- WHAT THE TASK REQUIRES
For the entries below, count the lines containing "Some" and give only that number.

- INPUT MATERIAL
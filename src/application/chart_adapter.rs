// Chart adapter - Reshapes sensor readings for each chart kind
use crate::domain::chart::{ChartData, ChartDataPoint, ChartKind, GaugeData, TimeSeriesData};
use crate::domain::sensor::SensorReading;
use chrono::Local;
use indexmap::IndexMap;

const ALERT_COLOR: &str = "#f44336";

pub const COLOR_SCHEME: [&str; 10] = [
    "#3f51b5", "#2196f3", "#00bcd4", "#009688", "#4caf50", "#8bc34a", "#cddc39", "#ffeb3b",
    "#ff9800", "#ff5722",
];

const THRESHOLD_RANGE_LOW: f64 = 0.8;
const THRESHOLD_RANGE_HIGH: f64 = 1.2;
const DATA_RANGE_LOW: f64 = 0.9;
const DATA_RANGE_HIGH: f64 = 1.1;

pub fn to_chart_data(readings: &[SensorReading], kind: ChartKind) -> ChartData {
    match kind {
        ChartKind::Line => ChartData::Line(time_series(readings)),
        ChartKind::Bar => ChartData::Bar(stage_averages(readings)),
        ChartKind::Pie => ChartData::Pie(oem_counts(readings)),
        ChartKind::Gauge => ChartData::Gauge(gauge(readings)),
    }
}

/// One series per process stage, points in timestamp order.
pub fn time_series(readings: &[SensorReading]) -> Vec<TimeSeriesData> {
    let mut groups: IndexMap<&str, Vec<(Option<i64>, ChartDataPoint)>> = IndexMap::new();

    for reading in readings {
        let point = ChartDataPoint::at(
            time_of_day(reading),
            reading.value,
            reading.timestamp.clone(),
        );
        groups
            .entry(reading.stage_key())
            .or_default()
            .push((reading.timestamp_millis(), point));
    }

    groups
        .into_iter()
        .map(|(stage, mut points)| {
            points.sort_by_key(|(millis, _)| *millis);
            TimeSeriesData::new(
                stage.to_string(),
                points.into_iter().map(|(_, point)| point).collect(),
            )
        })
        .collect()
}

/// Mean value per process stage, rounded to two decimals.
pub fn stage_averages(readings: &[SensorReading]) -> Vec<ChartDataPoint> {
    let mut groups: IndexMap<&str, (f64, usize)> = IndexMap::new();

    for reading in readings {
        let (total, count) = groups.entry(reading.stage_key()).or_insert((0.0, 0));
        *total += reading.value;
        *count += 1;
    }

    groups
        .into_iter()
        .map(|(stage, (total, count))| {
            ChartDataPoint::new(stage.to_string(), round_to_cents(total / count as f64))
        })
        .collect()
}

/// Reading count per OEM.
pub fn oem_counts(readings: &[SensorReading]) -> Vec<ChartDataPoint> {
    let mut counts: IndexMap<&str, usize> = IndexMap::new();

    for reading in readings {
        *counts.entry(reading.oem.as_str()).or_insert(0) += 1;
    }

    counts
        .into_iter()
        .map(|(oem, count)| ChartDataPoint::new(oem.to_string(), count as f64))
        .collect()
}

/// Latest reading with a display range taken from its thresholds, or from
/// the spread of all values when it has none.
pub fn gauge(readings: &[SensorReading]) -> Option<GaugeData> {
    let latest = latest_reading(readings)?;

    let (min, max) = match (latest.threshold_min, latest.threshold_max) {
        (Some(low), Some(high)) => (low * THRESHOLD_RANGE_LOW, high * THRESHOLD_RANGE_HIGH),
        _ => {
            let low = readings.iter().map(|r| r.value).fold(f64::INFINITY, f64::min);
            let high = readings.iter().map(|r| r.value).fold(f64::NEG_INFINITY, f64::max);
            (low * DATA_RANGE_LOW, high * DATA_RANGE_HIGH)
        }
    };

    Some(GaugeData {
        point: ChartDataPoint::new(latest.parameter_name.clone(), latest.value),
        min,
        max,
        units: latest.unit.clone(),
    })
}

/// Single left-to-right scan; on equal timestamps the later reading wins.
/// A reading whose timestamp does not parse never displaces the current pick.
fn latest_reading(readings: &[SensorReading]) -> Option<&SensorReading> {
    let mut iter = readings.iter();
    let mut latest = iter.next()?;

    for reading in iter {
        if let (Some(candidate), Some(current)) =
            (reading.parsed_timestamp(), latest.parsed_timestamp())
        {
            if candidate >= current {
                latest = reading;
            }
        }
    }

    Some(latest)
}

// Math.round semantics: halves go up, including for negatives.
fn round_to_cents(value: f64) -> f64 {
    (value * 100.0 + 0.5).floor() / 100.0
}

fn time_of_day(reading: &SensorReading) -> String {
    match reading.parsed_timestamp() {
        Some(t) => t.with_timezone(&Local).format("%-I:%M:%S %p").to_string(),
        None => "Invalid Date".to_string(),
    }
}

/// Colour for the bar/slice holding `value`: red when the first reading
/// carrying that exact value is an alert.
pub fn alert_color(readings: &[SensorReading], value: f64) -> &'static str {
    match readings.iter().find(|r| r.value == value) {
        Some(reading) if reading.is_alert => ALERT_COLOR,
        _ => COLOR_SCHEME[0],
    }
}

pub fn format_y_axis_tick(value: f64) -> String {
    if value >= 1_000_000.0 {
        format!("{:.1}M", value / 1_000_000.0)
    } else if value >= 1000.0 {
        format!("{:.1}K", value / 1000.0)
    } else {
        format!("{:.1}", value)
    }
}

pub fn format_tooltip(kind: ChartKind, point: &ChartDataPoint, units: &str) -> String {
    match kind {
        ChartKind::Gauge => format!("{} {}", point.value, units),
        _ => format!("{}: {}", point.name, point.value),
    }
}

/// Selection hook for the host UI.
pub fn on_chart_select(event: &serde_json::Value) {
    tracing::debug!("Chart selection: {}", event);
}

- EXPECTED OUTPUT
6